Problem requirements
Find the line holding "dark as f64" in the entries below. Give it again exactly, along with every line after it up to and including the line holding "fn crop<R: PixelRegion>(&mut".

= = = = =

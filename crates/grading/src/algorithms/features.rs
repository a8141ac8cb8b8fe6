use std::collections::BTreeMap;
use std::f64::consts::PI;

use geo::{Area, EuclideanLength};
use geo_types::{Coord, LineString, Polygon};
use image::GrayImage;
use imageproc::contours::{BorderType, find_contours};
use tracing::warn;

use crate::{
    algorithms::defects,
    color::{HsvImage, LabImage, channel_mean_masked},
    config::{DefectSettings, HsvBox, SpeciesConfig},
    traits::PixelRegion,
    types::{ChannelMeans, FeatureSet, Frame, PixelRect},
};

/// Area and closed arclength of the largest external contour.
#[derive(Debug, Clone, Copy, PartialEq)]
pub struct ContourMetrics {
    pub area: f64,
    pub perimeter: f64,
}

/// Measure the largest external contour of a binary image (nonzero = inside).
pub fn largest_outer_contour(image: &GrayImage) -> Option<ContourMetrics> {
    find_contours::<i32>(image)
        .into_iter()
        .filter(|c| c.border_type == BorderType::Outer && c.parent.is_none())
        .map(|c| {
            let coords: Vec<Coord<f64>> = c
                .points
                .iter()
                .map(|p| Coord {
                    x: p.x as f64,
                    y: p.y as f64,
                })
                .collect();

            let mut ring = LineString::new(coords.clone());
            ring.close();
            let perimeter = ring.euclidean_length();
            let area = Polygon::new(LineString::new(coords), vec![]).unsigned_area();
            ContourMetrics { area, perimeter }
        })
        .max_by(|a, b| a.area.total_cmp(&b.area))
}

/// Fraction of the region's pixels inside any of `boxes` (0 for an empty region).
pub fn color_ratio<R: PixelRegion>(hsv: &HsvImage, region: &R, boxes: &[HsvBox]) -> f64 {
    let mut total = 0u64;
    let mut matched = 0u64;
    region.for_each_pixel(|x, y| {
        total += 1;
        let px = hsv.get_pixel(x, y).0;
        if boxes.iter().any(|b| b.contains(px)) {
            matched += 1;
        }
    });

    if total == 0 { 0.0 } else { matched as f64 / total as f64 }
}

/// Fraction of the region darker than its mean L* minus `dark_delta`
/// (0 for an empty region).
pub fn defect_ratio<R: PixelRegion>(lab: &LabImage, region: &R, dark_delta: f64) -> f64 {
    let mean_l = channel_mean_masked(lab, 0, region);
    let threshold = mean_l - dark_delta;

    let mut total = 0u64;
    let mut dark = 0u64;
    region.for_each_pixel(|x, y| {
        total += 1;
        if (lab.get_pixel(x, y)[0] as f64) < threshold {
            dark += 1;
        }
    });

    if total == 0 { 0.0 } else { dark as f64 / total as f64 }
}

/// Extracts one [`FeatureSet`] per instance.
///
/// Holds a scratch buffer for the padded per-instance crop handed to the
/// contour tracer; it is reused across all instances of a frame.
#[derive(Debug, Clone)]
pub struct FeatureExtractor {
    colors: BTreeMap<String, Vec<HsvBox>>,
    defect: DefectSettings,
    scratch: Vec<u8>,
}

impl FeatureExtractor {
    pub fn new(config: &SpeciesConfig) -> Self {
        Self {
            colors: config.colors().clone(),
            defect: *config.defect(),
            scratch: Vec::new(),
        }
    }

    /// Binary crop of the region with a one pixel background border, built in
    /// the scratch buffer. Hand it back with [`Self::recycle`].
    fn crop<R: PixelRegion>(&mut self, region: &R) -> GrayImage {
        let b = region.bounds();
        let (w, h) = (b.width + 2, b.height + 2);

        let mut buffer = std::mem::take(&mut self.scratch);
        buffer.clear();
        buffer.resize(w as usize * h as usize, 0);
        region.for_each_pixel(|x, y| {
            let cx = (x - b.x + 1) as usize;
            let cy = (y - b.y + 1) as usize;
            buffer[cy * w as usize + cx] = 255;
        });

        GrayImage::from_raw(w, h, buffer).unwrap_or_else(|| GrayImage::new(w, h))
    }

    fn recycle(&mut self, crop: GrayImage) {
        self.scratch = crop.into_raw();
    }

    /// Measure one instance. `mm_per_px` is `None` until the frame scale is known.
    ///
    /// Returns `None` for an empty instance or one whose outline encloses no area.
    pub fn extract<R: PixelRegion>(
        &mut self,
        frame: &Frame,
        region: &R,
        id: u32,
        mm_per_px: Option<f64>,
    ) -> Option<FeatureSet> {
        if region.bounds().is_empty() {
            return None;
        }

        // Pixel count, centroid and tight bounds
        let (mut count, mut sum_x, mut sum_y) = (0u64, 0.0f64, 0.0f64);
        let (mut min_x, mut min_y, mut max_x, mut max_y) = (u32::MAX, u32::MAX, 0u32, 0u32);
        region.for_each_pixel(|x, y| {
            count += 1;
            sum_x += x as f64;
            sum_y += y as f64;
            min_x = min_x.min(x);
            min_y = min_y.min(y);
            max_x = max_x.max(x);
            max_y = max_y.max(y);
        });
        if count == 0 {
            return None;
        }
        let bbox = PixelRect::from_corners(min_x, min_y, max_x, max_y);

        let crop = self.crop(region);
        let contour = largest_outer_contour(&crop);
        self.recycle(crop);

        let Some(contour) = contour.filter(|c| c.area > 0.0) else {
            warn!(id, pixels = count, "Dropping instance with a degenerate outline");
            return None;
        };

        let area_px = count as f64;
        let perimeter = contour.perimeter;
        let d_eq_px = (4.0 * area_px / PI).sqrt();
        let d_eq_mm = d_eq_px * mm_per_px.unwrap_or(1.0);
        let circularity = if perimeter > 0.0 {
            4.0 * PI * area_px / (perimeter * perimeter)
        } else {
            0.0
        };

        let hsv = frame.hsv();
        let lab = frame.lab();
        let means = ChannelMeans {
            h: channel_mean_masked(hsv, 0, region),
            s: channel_mean_masked(hsv, 1, region),
            v: channel_mean_masked(hsv, 2, region),
            l: channel_mean_masked(lab, 0, region),
            a: channel_mean_masked(lab, 1, region),
            b: channel_mean_masked(lab, 2, region),
        };

        let color_ratios = self
            .colors
            .iter()
            .map(|(name, boxes)| (name.clone(), color_ratio(hsv, region, boxes)))
            .collect();

        let defect_regions = if self.defect.analyze_regions {
            defects::find_defect_regions(lab, region)
        } else {
            Vec::new()
        };
        let freshness = if self.defect.analyze_freshness {
            defects::assess_freshness(frame.image(), region, means.s)
        } else {
            None
        };

        Some(FeatureSet {
            id,
            bbox,
            centroid: [(sum_x / count as f64) as f32, (sum_y / count as f64) as f32],
            area_px,
            perimeter,
            d_eq_px,
            d_eq_mm,
            calibrated: mm_per_px.is_some(),
            circularity,
            aspect_ratio: bbox.aspect_ratio(),
            means,
            color_ratios,
            defect_ratio: defect_ratio(lab, region, self.defect.dark_delta_t),
            defect_regions,
            freshness,
        })
    }
}

#[cfg(test)]
mod tests {
    use super::*;
    use image::{Luma, Rgb, RgbImage};
    use imageproc::drawing::{draw_filled_circle_mut, draw_filled_rect_mut};
    use imageproc::rect::Rect;

    fn disk_scene(radius: i32, color: Rgb<u8>) -> (Frame, GrayImage) {
        let mut image = RgbImage::new(120, 120);
        let mut mask = GrayImage::new(120, 120);
        draw_filled_circle_mut(&mut image, (60, 60), radius, color);
        draw_filled_circle_mut(&mut mask, (60, 60), radius, Luma([255]));
        (Frame::new(image), mask)
    }

    #[test]
    fn test_disk_circularity_is_near_one() {
        let (frame, mask) = disk_scene(30, Rgb([210, 25, 25]));
        let mut extractor = FeatureExtractor::new(&SpeciesConfig::tomato());
        let features = extractor.extract(&frame, &mask, 0, None).unwrap();

        assert!(
            (0.85..=1.1).contains(&features.circularity),
            "circularity {}",
            features.circularity
        );
        assert!((features.d_eq_px - 60.0).abs() < 2.0);
        assert_eq!(features.d_eq_mm, features.d_eq_px);
        assert!(!features.calibrated);
        assert!((features.aspect_ratio - 1.0).abs() < 0.05);
        assert_eq!(features.bbox, PixelRect::new(30, 30, 61, 61));
    }

    #[test]
    fn test_scale_is_applied() {
        let (frame, mask) = disk_scene(20, Rgb([210, 25, 25]));
        let mut extractor = FeatureExtractor::new(&SpeciesConfig::tomato());
        let features = extractor.extract(&frame, &mask, 3, Some(0.5)).unwrap();
        assert_eq!(features.id, 3);
        assert!(features.calibrated);
        assert!((features.d_eq_mm - features.d_eq_px * 0.5).abs() < 1e-9);
    }

    #[test]
    fn test_red_disk_color_ratios() {
        let (frame, mask) = disk_scene(25, Rgb([210, 25, 25]));
        let mut extractor = FeatureExtractor::new(&SpeciesConfig::tomato());
        let features = extractor.extract(&frame, &mask, 0, None).unwrap();

        assert!(features.color_ratio("red") > 0.99);
        assert_eq!(features.color_ratio("green"), 0.0);
        assert_eq!(features.color_ratio("missing"), 0.0);
        assert!(features.means.a > 20.0);
        assert_eq!(features.defect_ratio, 0.0);
    }

    #[test]
    fn test_dark_patch_raises_defect_ratio() {
        let (mut frame, mask) = disk_scene(30, Rgb([210, 25, 25]));
        let mut image = frame.image().clone();
        draw_filled_rect_mut(&mut image, Rect::at(52, 52).of_size(12, 12), Rgb([40, 5, 5]));
        frame = Frame::new(image);

        let mut extractor = FeatureExtractor::new(&SpeciesConfig::tomato());
        let features = extractor.extract(&frame, &mask, 0, None).unwrap();
        let expected = 144.0 / features.area_px;
        assert!((features.defect_ratio - expected).abs() < 1e-9);
    }

    #[test]
    fn test_freshness_follows_species_toggle() {
        let (frame, mask) = disk_scene(30, Rgb([210, 25, 25]));

        let mut extractor = FeatureExtractor::new(&SpeciesConfig::tomato());
        let features = extractor.extract(&frame, &mask, 0, None).unwrap();
        assert!(features.freshness.is_none());

        let mut document = crate::config::ConfigDocument::tomato();
        document.defect.analyze_freshness = true;
        let config = SpeciesConfig::from_document(document).unwrap();
        let mut extractor = FeatureExtractor::new(&config);
        let features = extractor.extract(&frame, &mask, 0, None).unwrap();

        let freshness = features.freshness.unwrap();
        assert!((freshness.saturation - features.means.s).abs() < 1e-9);
        assert_eq!(freshness.score, 100.0);
    }

    #[test]
    fn test_empty_region_ratios_are_zero() {
        let frame = Frame::new(RgbImage::new(8, 8));
        let empty = GrayImage::new(8, 8);
        let boxes = [HsvBox { h: [0, 180], s: [0, 255], v: [0, 255] }];

        assert_eq!(color_ratio(frame.hsv(), &empty, &boxes), 0.0);
        assert_eq!(defect_ratio(frame.lab(), &empty, 25.0), 0.0);

        let mut extractor = FeatureExtractor::new(&SpeciesConfig::tomato());
        assert!(extractor.extract(&frame, &empty, 0, None).is_none());
    }

    #[test]
    fn test_single_row_instance_is_degenerate() {
        let frame = Frame::new(RgbImage::new(10, 10));
        let mut line = GrayImage::new(10, 10);
        for x in 2..8 {
            line.put_pixel(x, 4, Luma([255]));
        }
        let mut extractor = FeatureExtractor::new(&SpeciesConfig::tomato());
        assert!(extractor.extract(&frame, &line, 0, None).is_none());
    }

    #[test]
    fn test_largest_outer_contour_of_square() {
        let mut image = GrayImage::new(12, 12);
        draw_filled_rect_mut(&mut image, Rect::at(2, 2).of_size(5, 5), Luma([255]));
        let metrics = largest_outer_contour(&image).unwrap();
        assert_eq!(metrics.area, 16.0);
        assert_eq!(metrics.perimeter, 16.0);
    }
}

= = = = =

Solution to this task
    if total == 0 { 0.0 } else { dark as f64 / total as f64 }
}

/// Extracts one [`FeatureSet`] per instance.
///
/// Holds a scratch buffer for the padded per-instance crop handed to the
/// contour tracer; it is reused across all instances of a frame.
#[derive(Debug, Clone)]
pub struct FeatureExtractor {
    colors: BTreeMap<String, Vec<HsvBox>>,
    defect: DefectSettings,
    scratch: Vec<u8>,
}

impl FeatureExtractor {
    pub fn new(config: &SpeciesConfig) -> Self {
        Self {
            colors: config.colors().clone(),
            defect: *config.defect(),
            scratch: Vec::new(),
        }
    }

    /// Binary crop of the region with a one pixel background border, built in
    /// the scratch buffer. Hand it back with [`Self::recycle`].
    fn crop<R: PixelRegion>(&mut self, region: &R) -> GrayImage {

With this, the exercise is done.